= Exercise instructions =
Nothing in the data below may be left out; return all of it exactly.
-------- Information supplied --------
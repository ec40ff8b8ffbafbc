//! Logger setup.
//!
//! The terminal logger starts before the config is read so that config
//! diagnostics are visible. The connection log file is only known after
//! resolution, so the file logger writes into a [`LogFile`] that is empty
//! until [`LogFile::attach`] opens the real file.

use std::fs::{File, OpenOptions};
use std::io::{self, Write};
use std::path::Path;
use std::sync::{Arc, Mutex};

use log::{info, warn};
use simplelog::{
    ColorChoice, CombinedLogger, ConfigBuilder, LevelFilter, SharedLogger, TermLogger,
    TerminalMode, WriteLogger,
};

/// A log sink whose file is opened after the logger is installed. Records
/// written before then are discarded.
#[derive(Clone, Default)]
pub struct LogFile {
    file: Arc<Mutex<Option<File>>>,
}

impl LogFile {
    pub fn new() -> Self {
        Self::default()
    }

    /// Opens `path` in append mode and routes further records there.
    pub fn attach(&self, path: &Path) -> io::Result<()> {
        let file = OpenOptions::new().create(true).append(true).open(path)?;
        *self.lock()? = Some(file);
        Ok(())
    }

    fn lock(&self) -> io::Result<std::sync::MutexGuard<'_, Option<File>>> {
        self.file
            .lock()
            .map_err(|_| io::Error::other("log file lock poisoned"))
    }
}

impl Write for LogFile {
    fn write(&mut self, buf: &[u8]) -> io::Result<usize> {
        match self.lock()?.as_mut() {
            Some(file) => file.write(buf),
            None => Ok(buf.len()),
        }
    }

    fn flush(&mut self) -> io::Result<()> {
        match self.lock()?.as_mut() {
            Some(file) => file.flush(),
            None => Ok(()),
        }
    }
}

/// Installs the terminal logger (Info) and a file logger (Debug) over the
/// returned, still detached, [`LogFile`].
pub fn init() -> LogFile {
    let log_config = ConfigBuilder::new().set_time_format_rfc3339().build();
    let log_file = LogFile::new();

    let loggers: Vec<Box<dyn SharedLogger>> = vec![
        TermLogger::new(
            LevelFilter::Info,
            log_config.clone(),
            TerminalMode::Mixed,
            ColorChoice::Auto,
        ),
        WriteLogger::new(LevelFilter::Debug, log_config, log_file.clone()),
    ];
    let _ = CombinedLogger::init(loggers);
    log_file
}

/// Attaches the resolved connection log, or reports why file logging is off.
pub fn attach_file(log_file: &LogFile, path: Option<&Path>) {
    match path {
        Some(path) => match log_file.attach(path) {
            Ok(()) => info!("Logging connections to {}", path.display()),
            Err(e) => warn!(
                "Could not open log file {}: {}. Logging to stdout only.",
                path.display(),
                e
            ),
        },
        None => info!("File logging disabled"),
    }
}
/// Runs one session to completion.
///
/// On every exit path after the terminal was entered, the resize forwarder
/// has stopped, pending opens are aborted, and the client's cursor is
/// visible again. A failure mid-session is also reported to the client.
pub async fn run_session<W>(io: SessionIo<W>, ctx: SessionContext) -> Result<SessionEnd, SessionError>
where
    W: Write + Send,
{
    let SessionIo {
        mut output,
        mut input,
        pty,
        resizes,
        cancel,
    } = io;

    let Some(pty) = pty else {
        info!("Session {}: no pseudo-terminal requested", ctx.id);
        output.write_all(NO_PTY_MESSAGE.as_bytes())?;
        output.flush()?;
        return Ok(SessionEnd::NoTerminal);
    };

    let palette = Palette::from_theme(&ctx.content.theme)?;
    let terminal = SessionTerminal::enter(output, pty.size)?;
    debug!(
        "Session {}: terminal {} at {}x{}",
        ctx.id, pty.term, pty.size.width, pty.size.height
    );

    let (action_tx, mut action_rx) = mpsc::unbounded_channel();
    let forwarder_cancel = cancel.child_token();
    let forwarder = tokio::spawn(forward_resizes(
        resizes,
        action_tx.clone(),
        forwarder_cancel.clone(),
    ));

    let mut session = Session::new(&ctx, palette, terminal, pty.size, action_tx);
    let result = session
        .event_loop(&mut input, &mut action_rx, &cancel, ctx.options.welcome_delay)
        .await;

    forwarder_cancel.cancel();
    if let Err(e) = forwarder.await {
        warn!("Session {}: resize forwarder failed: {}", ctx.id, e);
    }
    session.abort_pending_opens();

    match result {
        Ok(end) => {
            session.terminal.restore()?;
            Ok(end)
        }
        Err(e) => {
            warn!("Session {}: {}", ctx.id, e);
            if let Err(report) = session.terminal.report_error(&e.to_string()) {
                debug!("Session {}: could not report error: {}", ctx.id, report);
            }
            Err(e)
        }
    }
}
--------
= Response box =
repository ec40ff8b8ffbafbc
//! Logger setup.
//!
//! The terminal logger starts before the config is read so that config
//! diagnostics are visible. The connection log file is only known after
//! resolution, so the file logger writes into a [`LogFile`] that is empty
//! until [`LogFile::attach`] opens the real file.

use std::fs::{File, OpenOptions};
use std::io::{self, Write};
use std::path::Path;
use std::sync::{Arc, Mutex};

use log::{info, warn};
use simplelog::{
    ColorChoice, CombinedLogger, ConfigBuilder, LevelFilter, SharedLogger, TermLogger,
    TerminalMode, WriteLogger,
};

/// A log sink whose file is opened after the logger is installed. Records
/// written before then are discarded.
#[derive(Clone, Default)]
pub struct LogFile {
    file: Arc<Mutex<Option<File>>>,
}

impl LogFile {
    pub fn new() -> Self {
        Self::default()
    }

    /// Opens `path` in append mode and routes further records there.
    pub fn attach(&self, path: &Path) -> io::Result<()> {
        let file = OpenOptions::new().create(true).append(true).open(path)?;
        *self.lock()? = Some(file);
        Ok(())
    }

    fn lock(&self) -> io::Result<std::sync::MutexGuard<'_, Option<File>>> {
        self.file
            .lock()
            .map_err(|_| io::Error::other("log file lock poisoned"))
    }
}

impl Write for LogFile {
    fn write(&mut self, buf: &[u8]) -> io::Result<usize> {
        match self.lock()?.as_mut() {
            Some(file) => file.write(buf),
            None => Ok(buf.len()),
        }
    }

    fn flush(&mut self) -> io::Result<()> {
        match self.lock()?.as_mut() {
            Some(file) => file.flush(),
            None => Ok(()),
        }
    }
}

/// Installs the terminal logger (Info) and a file logger (Debug) over the
/// returned, still detached, [`LogFile`].
pub fn init() -> LogFile {
    let log_config = ConfigBuilder::new().set_time_format_rfc3339().build();
    let log_file = LogFile::new();

    let loggers: Vec<Box<dyn SharedLogger>> = vec![
        TermLogger::new(
            LevelFilter::Info,
            log_config.clone(),
            TerminalMode::Mixed,
            ColorChoice::Auto,
        ),
        WriteLogger::new(LevelFilter::Debug, log_config, log_file.clone()),
    ];
    let _ = CombinedLogger::init(loggers);
    log_file
}

/// Attaches the resolved connection log, or reports why file logging is off.
pub fn attach_file(log_file: &LogFile, path: Option<&Path>) {
    match path {
        Some(path) => match log_file.attach(path) {
            Ok(()) => info!("Logging connections to {}", path.display()),
            Err(e) => warn!(
                "Could not open log file {}: {}. Logging to stdout only.",
                path.display(),
                e
            ),
        },
        None => info!("File logging disabled"),
    }
}
/// Runs one session to completion.
///
/// On every exit path after the terminal was entered, the resize forwarder
/// has stopped, pending opens are aborted, and the client's cursor is
/// visible again. A failure mid-session is also reported to the client.
pub async fn run_session<W>(io: SessionIo<W>, ctx: SessionContext) -> Result<SessionEnd, SessionError>
where
    W: Write + Send,
{
    let SessionIo {
        mut output,
        mut input,
        pty,
        resizes,
        cancel,
    } = io;

    let Some(pty) = pty else {
        info!("Session {}: no pseudo-terminal requested", ctx.id);
        output.write_all(NO_PTY_MESSAGE.as_bytes())?;
        output.flush()?;
        return Ok(SessionEnd::NoTerminal);
    };

    let palette = Palette::from_theme(&ctx.content.theme)?;
    let terminal = SessionTerminal::enter(output, pty.size)?;
    debug!(
        "Session {}: terminal {} at {}x{}",
        ctx.id, pty.term, pty.size.width, pty.size.height
    );

    let (action_tx, mut action_rx) = mpsc::unbounded_channel();
    let forwarder_cancel = cancel.child_token();
    let forwarder = tokio::spawn(forward_resizes(
        resizes,
        action_tx.clone(),
        forwarder_cancel.clone(),
    ));

    let mut session = Session::new(&ctx, palette, terminal, pty.size, action_tx);
    let result = session
        .event_loop(&mut input, &mut action_rx, &cancel, ctx.options.welcome_delay)
        .await;

    forwarder_cancel.cancel();
    if let Err(e) = forwarder.await {
        warn!("Session {}: resize forwarder failed: {}", ctx.id, e);
    }
    session.abort_pending_opens();

    match result {
        Ok(end) => {
            session.terminal.restore()?;
            Ok(end)
        }
        Err(e) => {
            warn!("Session {}: {}", ctx.id, e);
            if let Err(report) = session.terminal.report_error(&e.to_string()) {
                debug!("Session {}: could not report error: {}", ctx.id, report);
            }
            Err(e)
        }
    }
}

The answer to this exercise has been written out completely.